++++ GIVEN INFORMATION
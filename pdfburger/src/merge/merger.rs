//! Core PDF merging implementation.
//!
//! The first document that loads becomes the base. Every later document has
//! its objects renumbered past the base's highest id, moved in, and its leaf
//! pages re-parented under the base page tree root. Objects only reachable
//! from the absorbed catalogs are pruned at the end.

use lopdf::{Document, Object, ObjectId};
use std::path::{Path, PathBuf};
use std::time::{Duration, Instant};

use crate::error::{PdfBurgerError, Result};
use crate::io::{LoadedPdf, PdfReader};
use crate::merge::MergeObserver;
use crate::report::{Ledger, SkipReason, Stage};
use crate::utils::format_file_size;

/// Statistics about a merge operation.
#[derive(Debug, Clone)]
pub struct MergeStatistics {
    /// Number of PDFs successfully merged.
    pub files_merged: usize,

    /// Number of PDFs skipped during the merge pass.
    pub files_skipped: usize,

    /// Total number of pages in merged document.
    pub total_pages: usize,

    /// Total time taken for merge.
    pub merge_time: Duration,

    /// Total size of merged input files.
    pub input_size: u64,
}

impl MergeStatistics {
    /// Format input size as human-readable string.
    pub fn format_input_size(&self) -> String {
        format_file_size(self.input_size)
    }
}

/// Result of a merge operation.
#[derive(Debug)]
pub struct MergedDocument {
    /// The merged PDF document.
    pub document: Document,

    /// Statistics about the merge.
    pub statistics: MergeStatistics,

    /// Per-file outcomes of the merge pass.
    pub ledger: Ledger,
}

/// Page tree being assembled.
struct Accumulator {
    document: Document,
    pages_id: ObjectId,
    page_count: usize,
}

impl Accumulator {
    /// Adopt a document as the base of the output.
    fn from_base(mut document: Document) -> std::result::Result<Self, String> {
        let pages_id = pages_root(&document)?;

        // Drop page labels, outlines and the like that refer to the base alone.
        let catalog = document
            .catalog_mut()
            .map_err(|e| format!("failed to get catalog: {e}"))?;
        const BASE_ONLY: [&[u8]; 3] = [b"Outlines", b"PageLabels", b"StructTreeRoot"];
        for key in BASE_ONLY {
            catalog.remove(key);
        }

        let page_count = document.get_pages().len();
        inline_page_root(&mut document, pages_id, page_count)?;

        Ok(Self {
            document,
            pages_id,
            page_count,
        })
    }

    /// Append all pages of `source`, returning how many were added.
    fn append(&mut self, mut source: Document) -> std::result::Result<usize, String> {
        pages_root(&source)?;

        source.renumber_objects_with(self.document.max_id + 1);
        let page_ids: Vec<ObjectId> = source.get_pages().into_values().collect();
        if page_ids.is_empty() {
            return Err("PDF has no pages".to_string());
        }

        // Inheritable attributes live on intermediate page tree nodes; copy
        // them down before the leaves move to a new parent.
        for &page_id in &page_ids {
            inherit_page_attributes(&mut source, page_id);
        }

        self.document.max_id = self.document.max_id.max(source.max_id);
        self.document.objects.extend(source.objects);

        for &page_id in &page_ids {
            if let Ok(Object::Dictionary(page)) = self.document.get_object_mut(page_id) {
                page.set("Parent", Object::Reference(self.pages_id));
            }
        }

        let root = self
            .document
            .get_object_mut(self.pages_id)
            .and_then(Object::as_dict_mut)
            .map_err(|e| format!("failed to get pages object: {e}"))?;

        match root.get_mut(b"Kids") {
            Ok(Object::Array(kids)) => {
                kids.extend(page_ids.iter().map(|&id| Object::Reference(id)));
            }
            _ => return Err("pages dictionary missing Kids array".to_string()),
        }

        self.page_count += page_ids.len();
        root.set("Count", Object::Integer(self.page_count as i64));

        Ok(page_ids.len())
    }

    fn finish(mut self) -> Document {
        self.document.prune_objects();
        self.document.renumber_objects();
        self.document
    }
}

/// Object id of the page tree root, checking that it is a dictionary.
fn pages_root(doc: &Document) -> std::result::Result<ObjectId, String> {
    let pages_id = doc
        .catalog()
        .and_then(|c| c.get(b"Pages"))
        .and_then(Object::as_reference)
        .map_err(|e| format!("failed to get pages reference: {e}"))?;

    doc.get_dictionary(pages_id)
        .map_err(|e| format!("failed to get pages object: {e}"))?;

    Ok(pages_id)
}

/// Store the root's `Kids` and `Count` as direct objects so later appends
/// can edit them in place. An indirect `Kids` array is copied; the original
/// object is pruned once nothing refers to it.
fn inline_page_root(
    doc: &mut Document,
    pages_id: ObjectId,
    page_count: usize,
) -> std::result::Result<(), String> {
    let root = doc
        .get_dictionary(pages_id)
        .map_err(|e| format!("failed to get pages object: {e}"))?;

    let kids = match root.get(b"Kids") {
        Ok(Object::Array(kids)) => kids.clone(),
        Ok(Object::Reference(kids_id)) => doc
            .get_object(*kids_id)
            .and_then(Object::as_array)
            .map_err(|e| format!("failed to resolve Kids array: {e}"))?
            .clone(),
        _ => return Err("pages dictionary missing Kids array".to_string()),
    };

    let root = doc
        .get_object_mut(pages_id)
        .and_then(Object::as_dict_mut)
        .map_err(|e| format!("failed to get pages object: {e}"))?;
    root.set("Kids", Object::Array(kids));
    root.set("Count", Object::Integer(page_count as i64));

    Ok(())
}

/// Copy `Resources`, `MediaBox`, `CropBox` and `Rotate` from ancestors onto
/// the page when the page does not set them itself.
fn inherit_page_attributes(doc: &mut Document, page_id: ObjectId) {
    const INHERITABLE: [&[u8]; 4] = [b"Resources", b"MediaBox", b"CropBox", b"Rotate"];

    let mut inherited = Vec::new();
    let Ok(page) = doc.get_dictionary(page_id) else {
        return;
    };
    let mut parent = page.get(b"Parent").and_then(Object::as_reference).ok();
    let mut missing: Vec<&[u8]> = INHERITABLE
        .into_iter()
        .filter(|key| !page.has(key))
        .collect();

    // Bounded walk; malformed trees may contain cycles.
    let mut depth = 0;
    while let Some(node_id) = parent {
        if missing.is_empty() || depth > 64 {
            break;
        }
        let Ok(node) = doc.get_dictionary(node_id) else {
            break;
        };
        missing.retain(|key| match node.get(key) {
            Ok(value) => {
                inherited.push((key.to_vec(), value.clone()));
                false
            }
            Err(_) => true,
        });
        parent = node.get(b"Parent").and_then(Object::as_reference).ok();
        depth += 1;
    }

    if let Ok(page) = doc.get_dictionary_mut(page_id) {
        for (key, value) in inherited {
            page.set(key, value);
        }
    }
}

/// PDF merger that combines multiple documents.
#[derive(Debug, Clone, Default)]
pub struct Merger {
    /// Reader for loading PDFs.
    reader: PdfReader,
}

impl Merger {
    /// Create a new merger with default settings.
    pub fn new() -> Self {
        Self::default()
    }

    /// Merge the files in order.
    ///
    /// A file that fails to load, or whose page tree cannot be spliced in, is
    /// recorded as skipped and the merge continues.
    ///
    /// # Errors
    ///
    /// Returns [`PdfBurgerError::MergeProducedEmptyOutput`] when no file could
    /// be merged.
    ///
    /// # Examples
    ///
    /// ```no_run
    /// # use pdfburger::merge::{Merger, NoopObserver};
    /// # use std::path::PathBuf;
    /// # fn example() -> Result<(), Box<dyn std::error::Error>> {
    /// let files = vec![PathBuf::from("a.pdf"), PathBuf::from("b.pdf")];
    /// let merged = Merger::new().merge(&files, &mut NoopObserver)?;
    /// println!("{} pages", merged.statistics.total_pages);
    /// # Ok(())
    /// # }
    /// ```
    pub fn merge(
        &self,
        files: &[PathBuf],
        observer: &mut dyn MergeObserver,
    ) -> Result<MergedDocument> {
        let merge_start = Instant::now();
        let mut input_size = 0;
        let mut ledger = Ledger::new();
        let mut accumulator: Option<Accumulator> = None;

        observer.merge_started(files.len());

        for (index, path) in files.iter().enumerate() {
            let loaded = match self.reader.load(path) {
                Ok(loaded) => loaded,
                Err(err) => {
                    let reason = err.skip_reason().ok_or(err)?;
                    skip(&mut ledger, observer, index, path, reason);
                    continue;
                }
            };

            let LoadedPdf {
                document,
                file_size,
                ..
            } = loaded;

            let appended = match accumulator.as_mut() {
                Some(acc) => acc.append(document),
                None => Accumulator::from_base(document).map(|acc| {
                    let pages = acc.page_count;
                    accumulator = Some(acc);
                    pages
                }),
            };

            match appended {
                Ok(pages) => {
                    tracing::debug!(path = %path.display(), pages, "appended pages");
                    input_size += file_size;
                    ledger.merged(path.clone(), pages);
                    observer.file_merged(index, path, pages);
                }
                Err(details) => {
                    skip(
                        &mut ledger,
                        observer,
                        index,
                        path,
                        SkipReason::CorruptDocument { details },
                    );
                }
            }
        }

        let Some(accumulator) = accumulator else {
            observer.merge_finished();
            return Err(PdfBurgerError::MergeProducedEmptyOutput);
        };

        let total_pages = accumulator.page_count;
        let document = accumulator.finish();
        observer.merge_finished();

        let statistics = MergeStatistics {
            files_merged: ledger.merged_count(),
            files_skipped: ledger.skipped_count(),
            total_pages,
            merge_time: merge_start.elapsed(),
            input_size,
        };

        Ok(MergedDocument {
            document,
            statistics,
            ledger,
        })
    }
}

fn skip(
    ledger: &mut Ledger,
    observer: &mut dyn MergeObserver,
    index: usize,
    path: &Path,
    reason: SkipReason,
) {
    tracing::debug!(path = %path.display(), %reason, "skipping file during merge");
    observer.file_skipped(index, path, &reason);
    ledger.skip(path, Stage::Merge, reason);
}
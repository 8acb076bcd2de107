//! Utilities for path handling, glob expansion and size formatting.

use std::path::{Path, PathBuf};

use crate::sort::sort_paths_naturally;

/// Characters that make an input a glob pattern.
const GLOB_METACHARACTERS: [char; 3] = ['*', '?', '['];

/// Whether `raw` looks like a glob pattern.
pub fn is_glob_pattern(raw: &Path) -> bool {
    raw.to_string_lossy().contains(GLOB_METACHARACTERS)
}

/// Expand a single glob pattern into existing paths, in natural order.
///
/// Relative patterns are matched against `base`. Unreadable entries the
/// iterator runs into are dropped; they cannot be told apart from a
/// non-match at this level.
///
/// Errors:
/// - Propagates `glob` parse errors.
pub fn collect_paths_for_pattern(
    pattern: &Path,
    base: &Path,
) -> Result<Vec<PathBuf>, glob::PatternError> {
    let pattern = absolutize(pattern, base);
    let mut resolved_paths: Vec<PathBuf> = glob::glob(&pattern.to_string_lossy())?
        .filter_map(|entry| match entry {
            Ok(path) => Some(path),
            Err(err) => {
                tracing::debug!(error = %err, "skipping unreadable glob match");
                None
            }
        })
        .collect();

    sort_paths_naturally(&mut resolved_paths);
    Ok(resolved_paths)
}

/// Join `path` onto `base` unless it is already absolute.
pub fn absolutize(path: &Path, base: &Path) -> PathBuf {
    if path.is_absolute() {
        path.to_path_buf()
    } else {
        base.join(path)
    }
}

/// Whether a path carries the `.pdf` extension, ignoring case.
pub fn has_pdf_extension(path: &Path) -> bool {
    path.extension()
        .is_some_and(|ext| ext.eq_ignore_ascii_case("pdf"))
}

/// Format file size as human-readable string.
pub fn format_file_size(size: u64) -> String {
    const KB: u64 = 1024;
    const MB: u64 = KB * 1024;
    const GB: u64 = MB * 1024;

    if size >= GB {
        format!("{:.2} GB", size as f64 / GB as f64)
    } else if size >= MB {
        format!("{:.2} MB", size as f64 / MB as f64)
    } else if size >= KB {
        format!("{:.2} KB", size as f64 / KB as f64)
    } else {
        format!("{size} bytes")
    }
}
++++++++
## WORK REQUEST
Find the string "derive" in the entries above and return each line that holds it.

## RESPONSE TO THIS TASK
#[derive(Debug, Clone)]
#[derive(Debug)]
#[derive(Debug, Clone, Default)]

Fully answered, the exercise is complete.